[Task data]
//! Lexical path normalization for manifest keys and values.

use std::path::{Component, Path, PathBuf};

/// Normalizes a path without touching the file system.
///
/// Drops `.` segments, folds `name/..` pairs and keeps leading `..` of
/// relative paths. An empty result becomes `.`.
pub fn normalize_path(path: &Path) -> String {
    let mut normalized = PathBuf::new();
    let mut depth = 0usize;

    for component in path.components() {
        match component {
            Component::Prefix(_) | Component::RootDir => normalized.push(component.as_os_str()),
            Component::CurDir => {}
            Component::ParentDir => {
                if depth > 0 {
                    normalized.pop();
                    depth -= 1;
                } else if !normalized.has_root() {
                    normalized.push("..");
                }
            }
            Component::Normal(part) => {
                normalized.push(part);
                depth += 1;
            }
        }
    }

    if normalized.as_os_str().is_empty() {
        return ".".to_string();
    }
    normalized.to_string_lossy().into_owned()
}

#[cfg(test)]
mod tests {
    use super::*;

    #[test]
    fn test_normalize_relative() {
        assert_eq!(normalize_path(Path::new("./src/app.js")), "src/app.js");
        assert_eq!(normalize_path(Path::new("src//js/../app.js")), "src/app.js");
        assert_eq!(normalize_path(Path::new("../shared/a.css")), "../shared/a.css");
        assert_eq!(normalize_path(Path::new("a/../../b")), "../b");
    }

    #[test]
    fn test_normalize_absolute() {
        assert_eq!(normalize_path(Path::new("/var/www/./app.js")), "/var/www/app.js");
        assert_eq!(normalize_path(Path::new("/../app.js")), "/app.js");
    }

    #[test]
    fn test_normalize_empty() {
        assert_eq!(normalize_path(Path::new("")), ".");
        assert_eq!(normalize_path(Path::new("a/..")), ".");
    }
}
//! Error types for the fingerprint module.

use std::path::PathBuf;
use thiserror::Error;

/// Errors that can occur while fingerprinting content.
#[derive(Debug, Error)]
pub enum FingerprintError {
    /// The configured hash algorithm is not recognized.
    #[error("Unsupported hash algorithm: {name}")]
    UnsupportedAlgorithm { name: String },

    /// The requested suffix length does not fit the digest.
    #[error("Invalid fingerprint length {length}: must be between 1 and {max}")]
    InvalidLength { length: usize, max: usize },

    /// Failed to read the file being fingerprinted.
    #[error("Failed to read {path}")]
    Read {
        path: PathBuf,
        #[source]
        source: std::io::Error,
    },
}
//! Error type for revision runs.

use thiserror::Error;

use crate::fingerprint::FingerprintError;
use crate::manifest::ManifestError;
use crate::relocator::RelocatorError;

/// Errors that abort a revision run.
#[derive(Debug, Error)]
pub enum RevisionError {
    /// Hashing failed or the hash options are invalid.
    #[error(transparent)]
    Fingerprint(#[from] FingerprintError),

    /// Destination resolution or file relocation failed.
    #[error(transparent)]
    Relocator(#[from] RelocatorError),

    /// Summary could not be written.
    #[error(transparent)]
    Manifest(#[from] ManifestError),

    /// Invalid option value.
    #[error("Invalid option {option}: {reason}")]
    InvalidOption { option: &'static str, reason: String },

    /// A worker task panicked or was cancelled.
    #[error("Revision task failed: {0}")]
    TaskFailed(String),
}

impl RevisionError {
    /// Whether the run stopped while resolving a group's destination.
    pub fn is_destination_error(&self) -> bool {
        matches!(self, Self::Relocator(e) if e.is_destination_error())
    }
}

[Problem to work on] Reproduce the entries above exactly.

[Solution]
//! Lexical path normalization for manifest keys and values.

use std::path::{Component, Path, PathBuf};

/// Normalizes a path without touching the file system.
///
/// Drops `.` segments, folds `name/..` pairs and keeps leading `..` of
/// relative paths. An empty result becomes `.`.
pub fn normalize_path(path: &Path) -> String {
    let mut normalized = PathBuf::new();
    let mut depth = 0usize;

    for component in path.components() {
        match component {
            Component::Prefix(_) | Component::RootDir => normalized.push(component.as_os_str()),
            Component::CurDir => {}
            Component::ParentDir => {
                if depth > 0 {
                    normalized.pop();
                    depth -= 1;
                } else if !normalized.has_root() {
                    normalized.push("..");
                }
            }
            Component::Normal(part) => {
                normalized.push(part);
                depth += 1;
            }
        }
    }

    if normalized.as_os_str().is_empty() {
        return ".".to_string();
    }
    normalized.to_string_lossy().into_owned()
}

#[cfg(test)]
mod tests {
    use super::*;

    #[test]
    fn test_normalize_relative() {
        assert_eq!(normalize_path(Path::new("./src/app.js")), "src/app.js");
        assert_eq!(normalize_path(Path::new("src//js/../app.js")), "src/app.js");
        assert_eq!(normalize_path(Path::new("../shared/a.css")), "../shared/a.css");
        assert_eq!(normalize_path(Path::new("a/../../b")), "../b");
    }

    #[test]
    fn test_normalize_absolute() {
        assert_eq!(normalize_path(Path::new("/var/www/./app.js")), "/var/www/app.js");
        assert_eq!(normalize_path(Path::new("/../app.js")), "/app.js");
    }

    #[test]
    fn test_normalize_empty() {
        assert_eq!(normalize_path(Path::new("")), ".");
        assert_eq!(normalize_path(Path::new("a/..")), ".");
    }
}
//! Error types for the fingerprint module.

use std::path::PathBuf;
use thiserror::Error;

/// Errors that can occur while fingerprinting content.
#[derive(Debug, Error)]
pub enum FingerprintError {
    /// The configured hash algorithm is not recognized.
    #[error("Unsupported hash algorithm: {name}")]
    UnsupportedAlgorithm { name: String },

    /// The requested suffix length does not fit the digest.
    #[error("Invalid fingerprint length {length}: must be between 1 and {max}")]
    InvalidLength { length: usize, max: usize },

    /// Failed to read the file being fingerprinted.
    #[error("Failed to read {path}")]
    Read {
        path: PathBuf,
        #[source]
        source: std::io::Error,
    },
}
//! Error type for revision runs.

use thiserror::Error;

use crate::fingerprint::FingerprintError;
use crate::manifest::ManifestError;
use crate::relocator::RelocatorError;

/// Errors that abort a revision run.
#[derive(Debug, Error)]
pub enum RevisionError {
    /// Hashing failed or the hash options are invalid.
    #[error(transparent)]
    Fingerprint(#[from] FingerprintError),

    /// Destination resolution or file relocation failed.
    #[error(transparent)]
    Relocator(#[from] RelocatorError),

    /// Summary could not be written.
    #[error(transparent)]
    Manifest(#[from] ManifestError),

    /// Invalid option value.
    #[error("Invalid option {option}: {reason}")]
    InvalidOption { option: &'static str, reason: String },

    /// A worker task panicked or was cancelled.
    #[error("Revision task failed: {0}")]
    TaskFailed(String),
}

impl RevisionError {
    /// Whether the run stopped while resolving a group's destination.
    pub fn is_destination_error(&self) -> bool {
        matches!(self, Self::Relocator(e) if e.is_destination_error())
    }
}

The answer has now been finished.